Google, İsrail ile imzaladığı 1,2 milyar dolar değerindeki Nimbus Projesi anlaşmasını protesto eden 28 çalışanını işten çıkardı. Google, anlaşmayı oturma eylemiyle protesto eden çalışanlarının işine son verdi. Google sözcüsü, gazeteye yaptığı açıklamada, çalışanlara işten çıkarılma bildiriminin e-mail yoluyla iletildiğini kaydetti.
Açıklamada, "Apartheid için Teknoloji Yok" (No Tech for Apartheid) adlı gruba üye 28 Google çalışanının, şirket tarafından yürütülen soruşturma sonucu "diğer çalışanların tesislere erişimlerini ve çalışmalarını fiziksel olarak engelledikleri" gerekçesiyle kovulduğu belirtildi.
"Apartheid için Teknoloji Yok" grubunun sözcülerinden Jane Chung, Google'ın çalışanları işten çıkarmasına ilişkin yaptığı açıklamada, oturma eylemine katılan çalışanların, diğer Google personelinden "destek gördüğünü" söyledi.

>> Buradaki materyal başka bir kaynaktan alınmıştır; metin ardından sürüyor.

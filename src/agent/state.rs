use serde::{Deserialize, Serialize};

use crate::value::{Message, ToolCall};

/// Where a turn currently is.
///
/// A turn moves `AwaitingUserInput -> ModelThinking -> (ToolDispatch -> ModelThinking)* ->
/// ResponseReady -> AwaitingUserInput`. `cycle` counts the dispatch cycles completed so far.
#[derive(Clone, Debug, PartialEq, Serialize, Deserialize)]
#[serde(tag = "state", rename_all = "snake_case")]
pub enum TurnState {
    AwaitingUserInput,
    ModelThinking { cycle: usize },
    ToolDispatch { cycle: usize, calls: Vec<ToolCall> },
    ResponseReady,
}

/// One step reported by [`ConversationEngine::run_turn`](super::ConversationEngine::run_turn).
#[derive(Clone, Debug, PartialEq)]
pub enum TurnEvent {
    State(TurnState),
    ToolCall(ToolCall),
    ToolResult(Message),
    Answer(Message),
}

impl TurnEvent {
    pub fn as_answer(&self) -> Option<&Message> {
        match self {
            Self::Answer(message) => Some(message),
            _ => None,
        }
    }
}
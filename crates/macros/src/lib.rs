use proc_macro::TokenStream;
use quote::quote;
use syn::{Item, ItemFn, Type, parse_macro_input, parse_quote};

/// Adds `Send + Sync` bounds so the annotated item can cross task boundaries.
///
/// - On a trait definition, `Send + Sync` are appended to its supertraits.
/// - On a type alias of a trait object (`type F = dyn Fn(..) -> ..;`), the bounds are
///   appended to the trait object.
#[proc_macro_attribute]
pub fn thread_safe(_attr: TokenStream, item: TokenStream) -> TokenStream {
    let input = parse_macro_input!(item as Item);

    match input {
        Item::Type(mut item) => {
            let bounded: Type = match &*item.ty {
                Type::TraitObject(trait_obj) => {
                    let mut trait_obj = trait_obj.clone();
                    trait_obj.bounds.push(parse_quote!(Send));
                    trait_obj.bounds.push(parse_quote!(Sync));
                    Type::TraitObject(trait_obj)
                }
                other => {
                    return syn::Error::new_spanned(
                        other,
                        "thread_safe on a type alias expects a `dyn Trait` object",
                    )
                    .to_compile_error()
                    .into();
                }
            };
            item.ty = Box::new(bounded);
            quote! { #item }.into()
        }
        Item::Trait(mut item) => {
            item.supertraits.push(parse_quote!(Send));
            item.supertraits.push(parse_quote!(Sync));
            if item.colon_token.is_none() {
                item.colon_token = Some(Default::default());
            }
            quote! { #item }.into()
        }
        other => syn::Error::new_spanned(
            quote! { #other },
            "thread_safe can only be applied to type aliases or trait definitions",
        )
        .to_compile_error()
        .into(),
    }
}

/// Shorthand for `#[async_trait::async_trait]` on behavior traits and their impls.
#[proc_macro_attribute]
pub fn async_behavior(_attr: TokenStream, item: TokenStream) -> TokenStream {
    let input_item = parse_macro_input!(item as Item);

    let output = quote! {
        #[async_trait::async_trait]
        #input_item
    };

    output.into()
}

/// Runs an async test on tokio with `env_logger` initialised in test mode.
#[proc_macro_attribute]
pub fn logged_test(_attr: TokenStream, item: TokenStream) -> TokenStream {
    let input_fn = parse_macro_input!(item as ItemFn);
    let fn_name = &input_fn.sig.ident;
    let fn_vis = &input_fn.vis;
    let fn_inputs = &input_fn.sig.inputs;
    let fn_output = &input_fn.sig.output;
    let fn_body = &input_fn.block;
    let fn_attrs = &input_fn.attrs;

    if input_fn.sig.asyncness.is_none() {
        return syn::Error::new_spanned(&input_fn.sig, "logged_test expects an async fn")
            .to_compile_error()
            .into();
    }

    let output = quote! {
        #(#fn_attrs)*
        #[tokio::test]
        #fn_vis async fn #fn_name(#fn_inputs) #fn_output {
            let _ = env_logger::builder().is_test(true).try_init();
            #fn_body
        }
    };

    output.into()
}
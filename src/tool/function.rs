use std::{
    fmt::{self, Debug, Formatter},
    sync::Arc,
};

use ragdesk_macros::{async_behavior, thread_safe};
use serde_json::Value;

use crate::{error::Result, tool::ToolBehavior, utils::BoxFuture, value::ToolDesc};

#[thread_safe]
pub type ToolFunc = dyn Fn(Value) -> BoxFuture<'static, Result<String>>;

/// A tool backed by an async closure.
#[derive(Clone)]
pub struct FunctionTool {
    desc: ToolDesc,
    f: Arc<ToolFunc>,
}

impl Debug for FunctionTool {
    fn fmt(&self, f: &mut Formatter<'_>) -> fmt::Result {
        f.debug_struct("FunctionTool")
            .field("f", &"(Function)")
            .field("desc", &self.desc)
            .finish()
    }
}

impl FunctionTool {
    pub fn new(desc: ToolDesc, f: Arc<ToolFunc>) -> Self {
        FunctionTool { desc, f }
    }
}

#[async_behavior]
impl ToolBehavior for FunctionTool {
    fn get_description(&self) -> ToolDesc {
        self.desc.clone()
    }

    async fn run(&self, args: Value) -> Result<String> {
        (self.f)(args).await
    }
}
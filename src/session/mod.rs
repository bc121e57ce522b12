mod file;
mod memory;

pub use file::FileSessionStore;
pub use memory::InMemorySessionStore;
use ragdesk_macros::{async_behavior, thread_safe};
use serde::{Deserialize, Serialize};

use crate::{error::Result, value::Message};

/// The message history of one conversation thread.
#[derive(Clone, Debug, Default, PartialEq, Serialize, Deserialize)]
pub struct Session {
    pub id: String,
    #[serde(default)]
    pub messages: Vec<Message>,
}

impl Session {
    pub fn new(id: impl Into<String>) -> Self {
        Self {
            id: id.into(),
            messages: Vec::new(),
        }
    }
}

/// Checkpoint storage keyed by session id.
///
/// Reads observe every write previously made to the same id. Operations on distinct ids
/// never interfere with each other.
#[thread_safe]
#[async_behavior]
pub trait SessionStore {
    async fn get(&self, id: &str) -> Result<Option<Session>>;

    /// Stores `session`, replacing whatever was kept under its id.
    async fn put(&self, session: Session) -> Result<()>;

    /// Appends `messages` to the session, creating it when absent.
    async fn append(&self, id: &str, messages: Vec<Message>) -> Result<()>;

    /// Returns whether a session was removed.
    async fn delete(&self, id: &str) -> Result<bool>;

    async fn list_ids(&self) -> Result<Vec<String>>;
}
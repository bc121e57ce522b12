mod function;

use std::{fmt::Debug, sync::Arc};

pub use function::*;
use ragdesk_macros::{async_behavior, thread_safe};
use serde_json::Value;

use crate::{error::Result, knowledge::KnowledgeTool, utils::log, value::ToolDesc};

#[thread_safe]
#[async_behavior]
pub trait ToolBehavior: Debug + Clone {
    fn get_description(&self) -> ToolDesc;

    /// Runs the tool. The returned text becomes the content of a `ToolResult` message.
    async fn run(&self, args: Value) -> Result<String>;
}

#[derive(Debug, Clone)]
pub enum ToolInner {
    Function(FunctionTool),
    Knowledge(KnowledgeTool),
}

/// Cloneable handle over any tool the conversation engine can dispatch.
#[derive(Clone)]
pub struct Tool {
    inner: ToolInner,
    validator: Option<Arc<jsonschema::Validator>>,
}

impl Debug for Tool {
    fn fmt(&self, f: &mut std::fmt::Formatter<'_>) -> std::fmt::Result {
        f.debug_struct("Tool").field("inner", &self.inner).finish()
    }
}

impl Tool {
    fn from_inner(inner: ToolInner) -> Self {
        let desc = match &inner {
            ToolInner::Function(tool) => tool.get_description(),
            ToolInner::Knowledge(tool) => tool.get_description(),
        };
        let validator = match jsonschema::validator_for(&desc.parameters) {
            Ok(v) => Some(Arc::new(v)),
            Err(e) => {
                log::warn(format!(
                    "tool {} declares an invalid parameter schema, arguments will not be validated: {}",
                    desc.name, e
                ));
                None
            }
        };
        Self { inner, validator }
    }

    pub fn new_function(desc: ToolDesc, f: Arc<ToolFunc>) -> Self {
        Self::from_inner(ToolInner::Function(FunctionTool::new(desc, f)))
    }

    pub fn new_knowledge(tool: KnowledgeTool) -> Self {
        Self::from_inner(ToolInner::Knowledge(tool))
    }

    pub fn name(&self) -> String {
        self.get_description().name
    }

    /// Checks `args` against the declared parameter schema and lists every violation.
    pub fn validate_args(&self, args: &Value) -> Vec<String> {
        match &self.validator {
            Some(validator) => validator.iter_errors(args).map(|e| e.to_string()).collect(),
            None => Vec::new(),
        }
    }
}

#[async_behavior]
impl ToolBehavior for Tool {
    fn get_description(&self) -> ToolDesc {
        match &self.inner {
            ToolInner::Function(tool) => tool.get_description(),
            ToolInner::Knowledge(tool) => tool.get_description(),
        }
    }

    async fn run(&self, args: Value) -> Result<String> {
        match &self.inner {
            ToolInner::Function(tool) => tool.run(args).await,
            ToolInner::Knowledge(tool) => tool.run(args).await,
        }
    }
}
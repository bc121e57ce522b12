use serde::{Deserialize, Serialize};
use strum_macros::{Display, EnumString};

use crate::value::ToolCall;

#[derive(Clone, Copy, Debug, PartialEq, Eq, Hash, Serialize, Deserialize, Display, EnumString)]
#[serde(rename_all = "snake_case")]
#[strum(serialize_all = "snake_case")]
pub enum Role {
    System,
    User,
    Assistant,
    ToolResult,
}

/// One entry of a conversation history.
///
/// Serialized with a `role` tag so persisted sessions stay readable:
/// ```json
/// { "role": "assistant", "content": "", "tool_calls": [ ... ] }
/// { "role": "tool_result", "call_id": "c1", "tool_name": "search_knowledge_base", "content": "..." }
/// ```
#[derive(Clone, Debug, PartialEq, Serialize, Deserialize)]
#[serde(tag = "role", rename_all = "snake_case")]
pub enum Message {
    System {
        content: String,
    },
    User {
        content: String,
    },
    Assistant {
        #[serde(default)]
        content: String,
        #[serde(default, skip_serializing_if = "Vec::is_empty")]
        tool_calls: Vec<ToolCall>,
    },
    ToolResult {
        call_id: String,
        tool_name: String,
        content: String,
    },
}

impl Message {
    pub fn system(content: impl Into<String>) -> Self {
        Self::System {
            content: content.into(),
        }
    }

    pub fn user(content: impl Into<String>) -> Self {
        Self::User {
            content: content.into(),
        }
    }

    pub fn assistant(content: impl Into<String>) -> Self {
        Self::Assistant {
            content: content.into(),
            tool_calls: Vec::new(),
        }
    }

    pub fn with_tool_calls(self, calls: impl IntoIterator<Item = ToolCall>) -> Self {
        match self {
            Self::Assistant {
                content,
                mut tool_calls,
            } => {
                tool_calls.extend(calls);
                Self::Assistant {
                    content,
                    tool_calls,
                }
            }
            other => other,
        }
    }

    pub fn tool_result(call: &ToolCall, content: impl Into<String>) -> Self {
        Self::ToolResult {
            call_id: call.call_id.clone(),
            tool_name: call.tool_name.clone(),
            content: content.into(),
        }
    }

    pub fn role(&self) -> Role {
        match self {
            Self::System { .. } => Role::System,
            Self::User { .. } => Role::User,
            Self::Assistant { .. } => Role::Assistant,
            Self::ToolResult { .. } => Role::ToolResult,
        }
    }

    pub fn text(&self) -> &str {
        match self {
            Self::System { content }
            | Self::User { content }
            | Self::Assistant { content, .. }
            | Self::ToolResult { content, .. } => content,
        }
    }

    pub fn tool_calls(&self) -> &[ToolCall] {
        match self {
            Self::Assistant { tool_calls, .. } => tool_calls,
            _ => &[],
        }
    }

    pub fn has_tool_calls(&self) -> bool {
        !self.tool_calls().is_empty()
    }
}

#[cfg(test)]
mod tests {
    use serde_json::json;

    use super::*;

    #[test]
    fn serializes_with_role_tag() {
        let call = ToolCall::new("c1", "search_knowledge_base")
            .with_argument("query", json!("error 429"));
        let msg = Message::assistant("").with_tool_calls([call.clone()]);
        let j = serde_json::to_value(&msg).unwrap();
        assert_eq!(j["role"], "assistant");
        assert_eq!(j["tool_calls"][0]["tool_name"], "search_knowledge_base");

        let result = Message::tool_result(&call, "found");
        let j = serde_json::to_value(&result).unwrap();
        assert_eq!(
            j,
            json!({"role": "tool_result", "call_id": "c1", "tool_name": "search_knowledge_base", "content": "found"})
        );
        assert_eq!(serde_json::from_value::<Message>(j).unwrap(), result);
    }

    #[test]
    fn assistant_without_calls_omits_the_field() {
        let j = serde_json::to_value(Message::assistant("hi")).unwrap();
        assert!(j.get("tool_calls").is_none());
        let back: Message = serde_json::from_value(json!({"role": "assistant"})).unwrap();
        assert_eq!(back, Message::assistant(""));
    }

    #[test]
    fn tool_calls_only_attach_to_assistant() {
        let call = ToolCall::new("c1", "t");
        assert!(!Message::user("q").with_tool_calls([call.clone()]).has_tool_calls());
        assert!(Message::assistant("").with_tool_calls([call]).has_tool_calls());
        assert_eq!(Message::user("q").role().to_string(), "user");
    }
}
//! Thin wrappers over the `log` facade so call sites can pass any `Display`.

pub fn debug(s: impl std::fmt::Display) {
    log::debug!(target: "ragdesk", "{}", s);
}

pub fn info(s: impl std::fmt::Display) {
    log::info!(target: "ragdesk", "{}", s);
}

pub fn warn(s: impl std::fmt::Display) {
    log::warn!(target: "ragdesk", "{}", s);
}

pub fn error(s: impl std::fmt::Display) {
    log::error!(target: "ragdesk", "{}", s);
}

Chung, "Barışçıl oturma eylemine katılan ve (protesto yerinden) ayrılmayı reddeden çalışanlar, mülke zarar vermedi ya da diğer çalışanları tehdit etmedi" ifadesini kullandı. E-mail bildirimiyle işten çıkarılmaya tepki gösteren, bir çalışan, "Bu (işten çıkarma), erdemli davranmaya çalışan ve Google'ı kendi vaatlerinden dolayı sorumlu tutan işçilere karşı oldukça orantısız bir yanıt. Sevmedikleri bir organizasyonla (protestoyu kastederek) bağlantılı insanları kovmak inanılmaz" dedi.
"Apartheid için Teknoloji Yok" grubu ise Medium platformu üzerinden yaptığı açıklamada, toplu ve yasa dışı işten çıkarmaların, protesto hareketini büyüteceğini kaydetti. Grubun, Google'ı, Nimbus Projesi'nden vazgeçirmeye kararlı olduğu vurgulanan açıklamada, "Şirket, (Filistin'deki) soykırımı desteklemeyi bırakana kadar organize olmaya devam edeceğiz" ifadesi yer aldı.
Nimbus Projesi, veri depolaması, toplaması, analizi, veri üzerinden motif ve özellik tanımlaması ve bu toplanan bilgilerle olası veri ve motif tahmini yapılmasını sağlayan bir bulut (Cloud) ve makine öğrenimi sisteminden oluşuyor. Nimbus Projesi adı verilen 1,2 milyar dolarlık projenin sözleşmesi, Nisan 2021'de İsrail ile Google ve Amazon şirketleri arasında imzalandı. Söz konusu sistem, İsrail ve ordusunun sağladığı tüm veri tabanları, kaynakları hatta sokak ve drone kameraları gibi canlı gözlem kaynaklarındaki tüm verileri kendinde toplayabilme özelliğine sahip.